Similarly, we create a PredictionAnalyzer for computing performance metrics for this classification task. To initialize PredictionAnalyzer, we set the following parameters:

  • mode: The task type, e.g., “classification” or “regression”.

  • test_data: The test dataset, which should be a Tabular instance.

  • test_targets: The test labels or targets. For classification, test_targets should be integers (processed by a LabelEncoder) and match the class probabilities returned by the ML model.

  • preprocess: The preprocessing function converting the raw data (a Tabular instance) into the inputs of model.

  • postprocess (optional): The postprocessing function transforming the outputs of model to a user-specific form, e.g., the predicted probability for each class. The output of postprocess should be a numpy array.

[8]:
# Compute metrics
from omnixai.explainers.prediction import PredictionAnalyzer

analyzer = PredictionAnalyzer(
    mode="classification",
    test_data=test_data,
    test_targets=test_labels,
    model=gbtree,
    preprocess=preprocess
)
prediction_explanations = analyzer.explain()

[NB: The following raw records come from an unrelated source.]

//! Property tests over the treasury invariants: every internally recorded
//! unit is matched by external custody, and proportional redemption never
//! pays out more than the claim.

use guildhall_governance::{fair_share, GuildEngine, Vote};
use guildhall_ledger::{AccountKey, InMemoryVault, TokenVault};
use guildhall_types::{Address, GuildConfig, Timestamp, TokenAmount};
use proptest::prelude::*;

const PERIOD_SECS: u64 = 17_280;

fn addr(name: &str) -> Address {
    Address::new(format!("0x{name}"))
}

fn conserved(engine: &GuildEngine, vault: &InMemoryVault, token: &Address) -> bool {
    engine
        .ledger()
        .total_for_token(token)
        .map(|total| total == vault.custody_balance(token))
        .unwrap_or(false)
}

proptest! {
    /// Submit → sponsor → vote → process → (ragequit → withdraw), with the
    /// ledger total matching vault custody after every step.
    #[test]
    fn full_lifecycle_conserves_every_token_unit(
        tribute in 0u128..1_000_000_000_000_000_000,
        shares in 0u128..10_000,
        loot in 0u128..10_000,
        approves in any::<bool>(),
    ) {
        let summoner = addr("summoner");
        let alpha = addr("alpha");
        let alice = addr("alice");
        let mut now = Timestamp::new(1_700_000_000);
        let mut engine = GuildEngine::summon(
            summoner.clone(),
            vec![alpha.clone()],
            GuildConfig::default(),
            now,
        )
        .unwrap();
        let mut vault = InMemoryVault::new(addr("bank"));
        vault.mint(&alpha, &alice, TokenAmount::new(tribute));
        vault.mint(&alpha, &summoner, TokenAmount::new(10));

        engine
            .submit_proposal(
                &alice,
                alice.clone(),
                shares,
                loot,
                TokenAmount::new(tribute),
                alpha.clone(),
                TokenAmount::ZERO,
                alpha.clone(),
                "",
                &mut vault,
            )
            .unwrap();
        prop_assert!(conserved(&engine, &vault, &alpha));

        engine.sponsor_proposal(&summoner, 0, &mut vault, now).unwrap();
        prop_assert!(conserved(&engine, &vault, &alpha));

        now = Timestamp::new(now.as_secs() + PERIOD_SECS);
        let ballot = if approves { Vote::Yes } else { Vote::No };
        engine.submit_vote(&summoner, 0, ballot, now).unwrap();

        now = Timestamp::new(now.as_secs() + 70 * PERIOD_SECS);
        let passed = engine.process_proposal(&summoner, 0, &mut vault, now).unwrap();
        prop_assert_eq!(passed, approves);
        prop_assert!(conserved(&engine, &vault, &alpha));

        if passed && shares + loot > 0 {
            engine.ragequit(&alice, shares, loot).unwrap();
            prop_assert!(conserved(&engine, &vault, &alpha));

            let claim = engine.balance_of(&AccountKey::member(alice.clone()), &alpha);
            engine
                .withdraw_balances(&alice, &[alpha.clone()], &[claim], false, &mut vault)
                .unwrap();
            prop_assert!(conserved(&engine, &vault, &alpha));
            prop_assert_eq!(
                engine.balance_of(&AccountKey::member(alice.clone()), &alpha),
                TokenAmount::ZERO
            );

            // Claim is proportional, truncated toward the guild.
            let total = 1 + shares + loot;
            prop_assert_eq!(claim.raw(), tribute * (shares + loot) / total);
        }
    }

    /// The redemption formula is bounded by the balance and superadditive:
    /// splitting a burn across two ragequits never pays more than one.
    #[test]
    fn fair_share_bounded_and_superadditive(
        balance in any::<u128>(),
        total in 1u128..(1u128 << 64),
        a in any::<u128>(),
        b in any::<u128>(),
    ) {
        let burn_a = a % (total / 2 + 1);
        let burn_b = b % (total / 2 + 1);

        let share_a = fair_share(balance, burn_a, total).unwrap();
        let share_b = fair_share(balance, burn_b, total).unwrap();
        let combined = fair_share(balance, burn_a + burn_b, total).unwrap();

        prop_assert!(combined <= balance);
        prop_assert!(share_a + share_b <= combined);
    }

    /// Burning the entire membership drains the balance exactly.
    #[test]
    fn full_burn_redeems_everything(
        balance in any::<u128>(),
        total in 1u128..(1u128 << 64),
    ) {
        prop_assert_eq!(fair_share(balance, total, total).unwrap(), balance);
    }
}
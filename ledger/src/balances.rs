//! The (account, token) → balance map.

use crate::account::AccountKey;
use crate::error::LedgerError;
use guildhall_types::{Address, TokenAmount};
use serde::{Deserialize, Serialize};
use std::collections::HashMap;

/// Internal balance ledger.
///
/// Balances are raw u128 units. All mutation is checked arithmetic; a debit
/// that exceeds the recorded balance fails, and nothing is ever fabricated —
/// credits are issued only against a confirmed inbound transfer or a paired
/// internal debit.
#[derive(Clone, Debug, Default, Serialize, Deserialize)]
pub struct Ledger {
    /// token → (account → balance).
    balances: HashMap<Address, HashMap<AccountKey, u128>>,
}

impl Ledger {
    pub fn new() -> Self {
        Self::default()
    }

    /// Recorded balance of `account` for `token` (zero if no entry).
    pub fn balance_of(&self, account: &AccountKey, token: &Address) -> TokenAmount {
        let raw = self
            .balances
            .get(token)
            .and_then(|accounts| accounts.get(account))
            .copied()
            .unwrap_or(0);
        TokenAmount::new(raw)
    }

    /// Credit `amount` of `token` to `account`.
    pub fn credit(
        &mut self,
        account: &AccountKey,
        token: &Address,
        amount: TokenAmount,
    ) -> Result<(), LedgerError> {
        if amount.is_zero() {
            return Ok(());
        }
        let entry = self
            .balances
            .entry(token.clone())
            .or_default()
            .entry(account.clone())
            .or_insert(0);
        *entry = entry
            .checked_add(amount.raw())
            .ok_or(LedgerError::Overflow)?;
        Ok(())
    }

    /// Debit `amount` of `token` from `account`.
    pub fn debit(
        &mut self,
        account: &AccountKey,
        token: &Address,
        amount: TokenAmount,
    ) -> Result<(), LedgerError> {
        if amount.is_zero() {
            return Ok(());
        }
        let available = self.balance_of(account, token);
        let remaining = available
            .checked_sub(amount)
            .ok_or(LedgerError::InsufficientBalance {
                needed: amount.raw(),
                available: available.raw(),
            })?;
        // Entry exists: available >= amount > 0.
        if let Some(accounts) = self.balances.get_mut(token) {
            if let Some(entry) = accounts.get_mut(account) {
                *entry = remaining.raw();
            }
        }
        Ok(())
    }

    /// Move `amount` of `token` from one internal account to another.
    ///
    /// Both sides are validated before either is written, so a failure
    /// leaves the ledger untouched.
    pub fn transfer_internal(
        &mut self,
        from: &AccountKey,
        to: &AccountKey,
        token: &Address,
        amount: TokenAmount,
    ) -> Result<(), LedgerError> {
        if amount.is_zero() || from == to {
            return Ok(());
        }
        let from_balance = self.balance_of(from, token);
        let from_after =
            from_balance
                .checked_sub(amount)
                .ok_or(LedgerError::InsufficientBalance {
                    needed: amount.raw(),
                    available: from_balance.raw(),
                })?;
        let to_after = self
            .balance_of(to, token)
            .checked_add(amount)
            .ok_or(LedgerError::Overflow)?;

        let accounts = self.balances.entry(token.clone()).or_default();
        accounts.insert(from.clone(), from_after.raw());
        accounts.insert(to.clone(), to_after.raw());
        Ok(())
    }

    /// Sum of all recorded balances for `token`. The conservation invariant
    /// says this must equal the treasury's custodial balance of that token
    /// between calls.
    pub fn total_for_token(&self, token: &Address) -> Result<TokenAmount, LedgerError> {
        let mut total = TokenAmount::ZERO;
        if let Some(accounts) = self.balances.get(token) {
            for raw in accounts.values() {
                total = total
                    .checked_add(TokenAmount::new(*raw))
                    .ok_or(LedgerError::Overflow)?;
            }
        }
        Ok(total)
    }

    /// All (account, balance) entries for a token, in no particular order.
    pub fn balances_for_token(
        &self,
        token: &Address,
    ) -> impl Iterator<Item = (&AccountKey, TokenAmount)> {
        self.balances
            .get(token)
            .into_iter()
            .flat_map(|accounts| accounts.iter())
            .map(|(key, raw)| (key, TokenAmount::new(*raw)))
    }
}
//! The guild engine — orchestrates the proposal pipeline, the ledger, and
//! membership through the full lifecycle.
//!
//! Every mutating operation either completes or fails without effect. All
//! invariant-bearing state is written before any outbound token transfer is
//! issued; a refused transfer rolls the paired ledger move back, standing in
//! for the atomic revert a chain host would provide.

use crate::error::GovernanceError;
use crate::member::{Member, MemberRegistry};
use crate::proposal::{Proposal, ProposalKind, ProposalStatus, Vote};
use crate::ragequit::fair_share;
use guildhall_ledger::{AccountKey, Ledger, LedgerError, TokenRegistry, TokenVault};
use guildhall_types::{Address, GuildConfig, PeriodClock, Timestamp, TokenAmount};
use serde::{Deserialize, Serialize};
use std::collections::HashMap;
use tracing::{debug, info};

/// Meta-store key used for persisting the engine state.
const ENGINE_META_KEY: &str = "guild_engine_state";

/// The member-governed treasury and proposal-voting engine.
///
/// Proposals move through `submit → sponsor → vote → grace → process`;
/// ragequit and withdrawal act on the ledger directly, independent of the
/// pipeline. The host serializes calls, so no locking is needed — ordering
/// invariants (in-order queue processing, delegate-key uniqueness) make
/// conflicting operations fail fast instead.
#[derive(Clone, Debug, Serialize, Deserialize)]
pub struct GuildEngine {
    config: GuildConfig,
    clock: PeriodClock,
    registry: TokenRegistry,
    ledger: Ledger,
    members: MemberRegistry,
    /// Append-only record of every proposal, keyed by id == index.
    proposals: Vec<Proposal>,
    /// Proposal ids in sponsorship order. Processing walks this strictly
    /// left to right.
    queue: Vec<u64>,
}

The explain method returns a dict containing multiple metrics:

[9]:
for name, metrics in prediction_explanations.items():
    print(f"{name}:")
    metrics.ipython_plot(class_names=class_names)
metric:
../_images/tutorials_tabular_classification_18_1.png
confusion_matrix:
../_images/tutorials_tabular_classification_18_3.png
roc:
../_images/tutorials_tabular_classification_18_5.png
precision_recall:
../_images/tutorials_tabular_classification_18_7.png
cumulative_gain:
../_images/tutorials_tabular_classification_18_9.png
lift_curve:
../_images/tutorials_tabular_classification_18_11.png

Given the generated explanations, we can launch a dashboard (a Dash app) for visualization by setting the test instance, the local explanations, the global explanations, the prediction result analysis, the class names, and additional parameters for visualization (optional).

[10]:
# Launch a dashboard for visualization
dashboard = Dashboard(
    instances=test_instances,
    local_explanations=local_explanations,
    global_explanations=global_explanations,
    prediction_explanations=prediction_explanations,
    class_names=class_names,
    explainer=explainers
)
dashboard.show()
Dash is running on http://127.0.0.1:8050/

 * Serving Flask app "omnixai.visualization.dashboard" (lazy loading)
 * Environment: production
   WARNING: This is a development server. Do not use it in a production deployment.
   Use a production WSGI server instead.